The founders of these startups share the challenges they faced while selling to an Indian customer. While Sachin Bansal found trust to be a key issue, Mithun Sacheti dwells on delivering to specifications (of the diamonds they are looking for) of the customer as being the primary differentiator. These two companies had to bootstrap their way to get traction and then find venture funding.
The book is an interesting read on the thought processes of Flipkart founders when they were starting up. It’s also true that these two companies replicated models (Amazon and Blue Nile) that succeeded in the United States.
Bootstrapping your way
Sramana feels that product-market fit would take somewhere between 18 and 36 months. To sustain the startup when the product is under development and iterations are on is difficult. One option is so-called moonlighting while on a job. Once you are confident to launch the product, you can quit and plunge in. Funding your startup early on through your paycheck is not an easy task given the conflict of interest and ethical issues involved.
Phanindra Sama solved it by getting buy-in from his employer Texas Instruments after they were convinced that what Sama was doing was not affecting his productivity or constitutes conflict of interest. It’s now history how Sama found a new market in selling bus tickets online, found a strategic investor and gave a wonderful exit to his early investors.
Pallav Nadhani’s challenges were different. He had to fight piracy, and work around to make his product suitable for the Apple devices by collaborating with competitors and later licensed his software to scale his company. It might give product entrepreneurs a few tips on how to structure their pricing after reading Nadhani’s story.
Arvind Agarwala found markets for his accounting software outside India in Nepal first and then in a big way in Singapore. Agarwala is not looking for funding as his revenues are sufficient to grow the company but finding the right talent poses a real problem for FACT Software. It’s clear that paying customers are important for a product startup before they could knock at the doors of an investor to grow their companies to the next stage.
Moving to the Valley
Sramana cautions entrepreneurs moving to the Valley as the burn rate may be high and war for talent may be hot. Unless you are venture funded, it would be difficult to stay in the talent race. She does not advice against moving to the Valley but asks entrepreneurs to be prepared. Although she provides examples of successes outside the Valley, it is still an undeniable fact that Valley remains the dream for many product entrepreneurs.
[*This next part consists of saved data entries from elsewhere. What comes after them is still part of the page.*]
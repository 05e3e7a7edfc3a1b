//! Persistence layer — libSQL-backed storage for tasks and generated questions.

pub mod libsql_backend;
pub mod migrations;
pub mod traits;

#[cfg(test)]
pub(crate) mod testing;

pub use libsql_backend::LibSqlBackend;
pub use traits::TaskStore;
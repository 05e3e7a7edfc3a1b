//! HTTP surface: task REST endpoints and SSE progress streams.

pub mod error;
pub mod routes;
pub mod stream;

use std::sync::Arc;

use axum::Router;
use tower_http::cors::{Any, CorsLayer};

use crate::config::ServiceConfig;
use crate::tasks::TaskRunner;

pub use error::ApiError;
pub use routes::{AppState, task_routes};
pub use stream::{StreamSettings, progress_stream};

/// The full application router, with permissive CORS for browser clients.
pub fn build_router(runner: Arc<TaskRunner>, config: ServiceConfig) -> Router {
    let cors = CorsLayer::new()
        .allow_origin(Any)
        .allow_methods(Any)
        .allow_headers(Any);

    task_routes(runner, config).layer(cors)
}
Her interview with Jaspreet Singh of Druva provides ample evidence for her earlier caution on talent. Singh had to do a lot of hard work for selling Druva to prospective employees and find the right guys as well. Freshdesk, founded by Girish Mathrubootham, is still leveraging the advantages of low-cost talent and less competition for funding by operating from Chennai.
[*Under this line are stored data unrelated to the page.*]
//! Quiz Forge — supervised quiz generation from markdown documents.

pub mod api;
pub mod config;
pub mod error;
pub mod generation;
pub mod store;
pub mod tasks;
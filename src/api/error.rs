//! HTTP error mapping for the REST + SSE surface.

use axum::{
    Json,
    http::StatusCode,
    response::{IntoResponse, Response},
};
use thiserror::Error;

use crate::error::{DatabaseError, TaskError};

/// Errors a handler can return; rendered as `{"error": "..."}`.
#[derive(Debug, Error)]
pub enum ApiError {
    #[error("Task not found: {0}")]
    TaskNotFound(String),

    #[error("Bad request: {0}")]
    BadRequest(String),

    #[error("Database error: {0}")]
    Database(#[from] DatabaseError),

    #[error("{0}")]
    Task(#[from] TaskError),
}

impl IntoResponse for ApiError {
    fn into_response(self) -> Response {
        let status = match &self {
            ApiError::TaskNotFound(_) => StatusCode::NOT_FOUND,
            ApiError::BadRequest(_) => StatusCode::BAD_REQUEST,
            ApiError::Database(e) => {
                tracing::error!(error = %e, "Database error in request handler");
                StatusCode::INTERNAL_SERVER_ERROR
            }
            ApiError::Task(TaskError::NotFound { .. }) => StatusCode::NOT_FOUND,
            ApiError::Task(TaskError::Terminal { .. } | TaskError::AlreadyRegistered { .. }) => {
                StatusCode::CONFLICT
            }
            ApiError::Task(TaskError::LaunchFailed { .. }) => StatusCode::SERVICE_UNAVAILABLE,
            ApiError::Task(TaskError::Database(e)) => {
                tracing::error!(error = %e, "Database error in request handler");
                StatusCode::INTERNAL_SERVER_ERROR
            }
        };

        (status, Json(serde_json::json!({ "error": self.to_string() }))).into_response()
    }
}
As an example of bootstrapping with services, Sramana mentions RailsFactory, a product startup from Chennai. After developing apps on Ruby on Rails for more than 100 customers, the company, cofounded by Senthil Nayagam and Dinesh Kumar, productized their service and sold the product to their previous customers. The other examples provided by Sramana are AgilOne and Mansa Systems.
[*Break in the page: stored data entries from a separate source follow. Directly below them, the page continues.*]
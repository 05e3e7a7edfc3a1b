//! Fault-injecting `TaskStore` wrapper for tests.

use std::time::Duration;

use async_trait::async_trait;

use super::{LibSqlBackend, TaskStore};
use crate::error::DatabaseError;
use crate::generation::model::Question;
use crate::tasks::model::{TaskRecord, TaskStatus};

/// In-memory libSQL store that can stall one kind of status write or fail
/// one status listing.
pub(crate) struct FaultyStore {
    inner: LibSqlBackend,
    slow_status: Option<(TaskStatus, Duration)>,
    failing_listing: Option<TaskStatus>,
}

impl FaultyStore {
    pub(crate) async fn new() -> Self {
        Self {
            inner: LibSqlBackend::new_memory().await.unwrap(),
            slow_status: None,
            failing_listing: None,
        }
    }

    /// Sleep `delay` before every write that moves a task to `status`.
    pub(crate) fn delay_status_write(mut self, status: TaskStatus, delay: Duration) -> Self {
        self.slow_status = Some((status, delay));
        self
    }

    /// Make `get_all_tasks(status)` fail.
    pub(crate) fn fail_listing(mut self, status: TaskStatus) -> Self {
        self.failing_listing = Some(status);
        self
    }
}

#[async_trait]
impl TaskStore for FaultyStore {
    async fn run_migrations(&self) -> Result<(), DatabaseError> {
        self.inner.run_migrations().await
    }

    async fn create_task(&self, task: &TaskRecord) -> Result<(), DatabaseError> {
        self.inner.create_task(task).await
    }

    async fn get_task(&self, id: &str) -> Result<Option<TaskRecord>, DatabaseError> {
        self.inner.get_task(id).await
    }

    async fn update_task_status(
        &self,
        id: &str,
        status: TaskStatus,
        error: Option<&str>,
    ) -> Result<bool, DatabaseError> {
        if let Some((slow, delay)) = self.slow_status {
            if slow == status {
                tokio::time::sleep(delay).await;
            }
        }
        self.inner.update_task_status(id, status, error).await
    }

    async fn update_task_progress(
        &self,
        id: &str,
        progress: f64,
        current_unit: Option<&str>,
    ) -> Result<(), DatabaseError> {
        self.inner.update_task_progress(id, progress, current_unit).await
    }

    async fn update_task_plan(&self, id: &str, units: &[String]) -> Result<(), DatabaseError> {
        self.inner.update_task_plan(id, units).await
    }

    async fn get_all_tasks(&self, status: TaskStatus) -> Result<Vec<TaskRecord>, DatabaseError> {
        if self.failing_listing == Some(status) {
            return Err(DatabaseError::Query(format!(
                "get_all_tasks: disk I/O error listing {status}"
            )));
        }
        self.inner.get_all_tasks(status).await
    }

    async fn list_tasks(&self, limit: usize) -> Result<Vec<TaskRecord>, DatabaseError> {
        self.inner.list_tasks(limit).await
    }

    async fn replace_questions(
        &self,
        task_id: &str,
        chapter: &str,
        questions: &[Question],
    ) -> Result<(), DatabaseError> {
        self.inner.replace_questions(task_id, chapter, questions).await
    }

    async fn list_questions(&self, task_id: &str) -> Result<Vec<Question>, DatabaseError> {
        self.inner.list_questions(task_id).await
    }
}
This short book is a breeze. Prospective product entrepreneurs are better served by reading it to understand how successful product entrepreneurs have built their businesses without a seed capital. Sramana’s conversations provide depth about the core issues as she is well versed with technology. It’s also recommended for founders of product companies in the growth stage and anyone interested in reading product success stories.